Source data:
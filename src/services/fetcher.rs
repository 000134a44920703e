// src/services/fetcher.rs

//! Page fetching.

use std::time::Duration;

use async_trait::async_trait;
use reqwest::Client;

use crate::error::{AppError, Result};
use crate::models::CrawlerConfig;

/// Fetches rendered page content for a URL.
///
/// The driver's loop is synchronous from its own point of view: a
/// fetcher may do whatever it wants internally, but `fetch` suspends
/// until the page content is complete.
#[async_trait]
pub trait PageFetcher: Send + Sync {
    /// Fetch the page at `url`, returning its raw content.
    async fn fetch(&self, url: &str) -> Result<String>;
}

/// HTTP fetcher backed by a shared reqwest client.
pub struct HttpFetcher {
    client: Client,
}

impl HttpFetcher {
    /// Create a fetcher with the configured user agent and timeout.
    pub fn new(config: &CrawlerConfig) -> Result<Self> {
        let client = Client::builder()
            .user_agent(&config.user_agent)
            .timeout(Duration::from_secs(config.timeout_secs))
            .build()?;
        Ok(Self { client })
    }
}

#[async_trait]
impl PageFetcher for HttpFetcher {
    async fn fetch(&self, url: &str) -> Result<String> {
        let response = self
            .client
            .get(url)
            .send()
            .await
            .map_err(|e| AppError::fetch(url, e))?;

        let response = response
            .error_for_status()
            .map_err(|e| AppError::fetch(url, e))?;

        response.text().await.map_err(|e| AppError::fetch(url, e))
    }
}
// src/pipeline/dedup.rs

//! Job-id deduplication.

use std::collections::HashSet;

/// Filters records already seen by their stable `job_id`.
///
/// Scope is one crawl invocation; seed with [`Deduplicator::with_seen`]
/// to carry identifiers over from a previous run.
#[derive(Debug, Default)]
pub struct Deduplicator {
    seen: HashSet<String>,
}

impl Deduplicator {
    /// Create an empty deduplicator.
    pub fn new() -> Self {
        Self::default()
    }

    /// Create a deduplicator pre-seeded with already-known identifiers.
    pub fn with_seen(ids: impl IntoIterator<Item = String>) -> Self {
        Self {
            seen: ids.into_iter().collect(),
        }
    }

    /// Admit a record by id: true iff `job_id` has not been seen before.
    pub fn admit(&mut self, job_id: &str) -> bool {
        self.seen.insert(job_id.to_string())
    }
}

#[cfg(test)]
mod tests {
    use super::*;

    #[test]
    fn test_admit_is_idempotent() {
        let mut dedup = Deduplicator::new();
        assert!(dedup.admit("224455"));
        assert!(!dedup.admit("224455"));
    }

    #[test]
    fn test_distinct_ids_admitted() {
        let mut dedup = Deduplicator::new();
        assert!(dedup.admit("1"));
        assert!(dedup.admit("2"));
        assert!(!dedup.admit("1"));
    }

    #[test]
    fn test_seeded_ids_rejected() {
        let mut dedup = Deduplicator::with_seen(["224455".to_string()]);
        assert!(!dedup.admit("224455"));
        assert!(dedup.admit("224456"));
    }
}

**PROBLEM DESCRIPTION**
Please return each line of the data above in which the word "already" occurs.

**REPLY TO THE EXERCISE**
/// Filters records already seen by their stable `job_id`.
    /// Create a deduplicator pre-seeded with already-known identifiers.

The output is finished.